The "Roaring 20s" of visual recognition began with the introduction of Vision Transformers (ViTs). The 2010s were dominated by convolutional neural networks (ConvNets), beginning with AlexNet's breakthrough in 2012. The field evolved through representative models like VGGNet, ResNet, DenseNet, and EfficientNet, each focusing on different aspects of accuracy, efficiency, and scalability. ConvNets possessed several inherent advantages: translation equivariance (crucial for object detection), efficiency through shared computation in sliding-window approaches, and success across diverse applications from digit recognition to pedestrian detection.

However, around 2020, Vision Transformers (ViTs) fundamentally altered the architectural landscape. Unlike ConvNets, vanilla ViTs introduced minimal image-specific inductive bias. While ViTs demonstrated superior scaling behavior on image classification, they faced practical challenges for general computer vision tasks due to quadratic complexity in global attention mechanisms. Hierarchical Transformers like Swin addressed this by reintroducing sliding-window strategies and other ConvNet priors, achieving state-of-the-art results across multiple vision tasks. Yet the authors questioned: does the superiority stem from Transformers' inherent advantages, or simply from reincorporating convolution-based principles?

The paper's central investigation asks: "How do design decisions in Transformers impact ConvNets' performance?" The authors gradually modernize a ResNet toward the design of a Swin Transformer, without introducing any attention-based modules.
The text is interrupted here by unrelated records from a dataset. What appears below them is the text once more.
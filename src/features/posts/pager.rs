use crate::features::posts::types::Post;
use std::collections::HashSet;
use tracing::debug;

/// Ticket identifying one in-flight page fetch. Tickets are issued in order;
/// only the most recently issued one may commit its response.
#[derive(Clone, Copy, Debug, PartialEq, Eq)]
pub struct PageTicket {
    page: u32,
    request: u64,
}

impl PageTicket {
    #[must_use]
    pub fn page(&self) -> u32 {
        self.page
    }
}

/// Accumulator for an infinite-scroll post list.
///
/// Page 1 replaces the list, later pages append, and entries are deduplicated
/// by post id so overlapping pages never show a post twice. Overlapping
/// fetches are ordered by ticket: a response for a superseded request is
/// dropped instead of being merged out of order.
#[derive(Debug)]
pub struct FeedPager {
    posts: Vec<Post>,
    seen: HashSet<u64>,
    latest: u64,
    page_size: usize,
    has_more: bool,
}

impl FeedPager {
    #[must_use]
    pub fn new(page_size: usize) -> Self {
        Self {
            posts: Vec::new(),
            seen: HashSet::new(),
            latest: 0,
            page_size,
            has_more: true,
        }
    }

    /// Register a page fetch and get the ticket its response must present.
    pub fn begin(&mut self, page: u32) -> PageTicket {
        self.latest += 1;

        PageTicket {
            page,
            request: self.latest,
        }
    }

    /// Merge a fetched page. Returns false when the ticket is stale and the
    /// response was discarded.
    pub fn apply(&mut self, ticket: PageTicket, fetched: Vec<Post>) -> bool {
        if ticket.request != self.latest {
            debug!("discarding stale page {} response", ticket.page);
            return false;
        }

        if ticket.page <= 1 {
            self.posts.clear();
            self.seen.clear();
        }

        let fetched_len = fetched.len();

        for post in fetched {
            if self.seen.insert(post.id) {
                self.posts.push(post);
            }
        }

        self.has_more = fetched_len == self.page_size;
        true
    }

    #[must_use]
    pub fn posts(&self) -> &[Post] {
        &self.posts
    }

    #[must_use]
    pub fn has_more(&self) -> bool {
        self.has_more
    }

    #[must_use]
    pub fn into_posts(self) -> Vec<Post> {
        self.posts
    }
}
//! Session and token lifecycle.
//!
//! The flow is store → resolver → gateway: [`TokenStore`] persists the token
//! pair across runs, [`resolver`] turns a stored access token into a
//! confirmed user identity, and [`AuthGateway`] owns the single session state
//! machine everything else reads from.

pub mod client;
pub mod gateway;
pub mod resolver;
pub mod store;
pub mod types;

pub use gateway::AuthGateway;
pub use resolver::Resolution;
pub use store::TokenStore;
pub use types::{Profile, Session, SessionState, TokenPair};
This exploration yields ConvNeXt, a family of pure ConvNet models that achieves 87.8% ImageNet top-1 accuracy, outperforms Swin Transformers on COCO detection and ADE20K segmentation, while maintaining the simplicity and efficiency of standard ConvNets. The key finding is that many of the design choices borrowed from Transformers have been individually explored in the ConvNet literature over the past decade, but never collectively assembled.

Beyond architectural innovations, training procedures significantly affect performance. Vision Transformers introduced different optimization strategies and hyperparameters compared to traditional ConvNets. The authors trained baseline ResNet-50/200 models using a recipe similar to DeiT and Swin Transformer training approaches. The training is extended to 300 epochs from the original 90 epochs for ResNets. They use the AdamW optimizer, data augmentation techniques such as Mixup, Cutmix, RandAugment, Random Erasing, and regularization schemes including Stochastic Depth and Label Smoothing.

This enhanced training recipe alone increased ResNet-50 performance from 76.1% to 78.8% (+2.7%), suggesting that "a significant portion of the performance difference between traditional ConvNets and vision Transformers may be due to the training techniques." This 78.8% baseline uses fixed hyperparameters throughout the remainder of the modernization process, with reported ImageNet-1K accuracies averaged across three random seeds.

Changing Stage Compute Ratio. ResNet's empirical design distributed computation across stages, with the res4 stage being particularly heavy to support downstream object detection tasks operating on 14x14 feature planes. Swin Transformer employed a different stage compute ratio of 1:1:3:1 (1:1:9:1 for larger models). The authors adjusted ResNet-50's block distribution from (3, 4, 6, 3) to (3, 3, 9, 3), aligning FLOPs with Swin-T. This change improved accuracy from 78.8% to 79.4%.

Changing Stem to "Patchify". Standard ResNet stems aggressively downsample inputs through a 7x7 convolution with stride 2 plus max pooling, yielding 4x downsampling. Vision Transformers use more aggressive "patchify" strategies with large kernels (14 or 16) and non-overlapping convolutions. Swin Transformer employs a smaller patch size of 4 for its multi-stage design. The authors replaced the ResNet stem with a 4x4 stride-4 convolutional layer, changing accuracy marginally from 79.4% to 79.5%. "The stem cell in a ResNet may be substituted with a simpler 'patchify' layer a la ViT which will result in similar performance."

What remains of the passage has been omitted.